Aim of the exercise: Look through the records and copy each line with the string "usize" in it.

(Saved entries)
%%
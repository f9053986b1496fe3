pub mod b_plus_tree;
pub mod btree_iterator;
pub mod btree_page;
mod context;
pub mod header_page;
pub mod internal_page;
pub mod key_comparator;
pub mod leaf_page;

pub use b_plus_tree::{BPlusTree, BPlusTreeOptions, TreeStats};
pub use btree_iterator::BTreeIterator;
pub use btree_page::{BTreePage, BTreePageHeader, BTreePageRef, IndexPageType};
pub use header_page::{HeaderPage, HeaderPageMut, HeaderPageRef};
pub use internal_page::{InternalPage, InternalPageMut, InternalPageRef};
pub use key_comparator::{BytewiseComparator, IntegerComparator, KeyComparator};
pub use leaf_page::{LeafPage, LeafPageMut, LeafPageRef};
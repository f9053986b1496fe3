mod arc_replacer;
mod buffer_pool_manager;
mod clock_replacer;
mod frame_header;
mod page_guard;
mod replacer;

pub use arc_replacer::*;
pub use buffer_pool_manager::*;
pub use clock_replacer::*;
pub use frame_header::*;
pub use page_guard::*;
pub use replacer::*;
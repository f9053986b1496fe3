use super::types::PageId;

/// Size of a page in bytes (4 KB)
pub const PAGE_SIZE: usize = 4096;

/// Invalid page ID constant
pub const INVALID_PAGE_ID: PageId = PageId(u32::MAX);

/// Default buffer pool size (number of frames)
pub const DEFAULT_BUFFER_POOL_SIZE: usize = 64;

/// Depth of the disk scheduler request queue
pub const DEFAULT_DISK_QUEUE_DEPTH: usize = 128;

/// Default width of an index key in bytes
pub const DEFAULT_KEY_SIZE: usize = 8;

/// Eviction policy used by the buffer pool.
#[derive(Debug, Clone, Copy, PartialEq, Eq, Default)]
pub enum ReplacerKind {
    /// Adaptive Replacement Cache
    #[default]
    Arc,
    /// Second-chance clock
    Clock,
}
%%
Result of this task:
pub const PAGE_SIZE: usize = 4096;
pub const DEFAULT_BUFFER_POOL_SIZE: usize = 64;
pub const DEFAULT_DISK_QUEUE_DEPTH: usize = 128;
pub const DEFAULT_KEY_SIZE: usize = 8;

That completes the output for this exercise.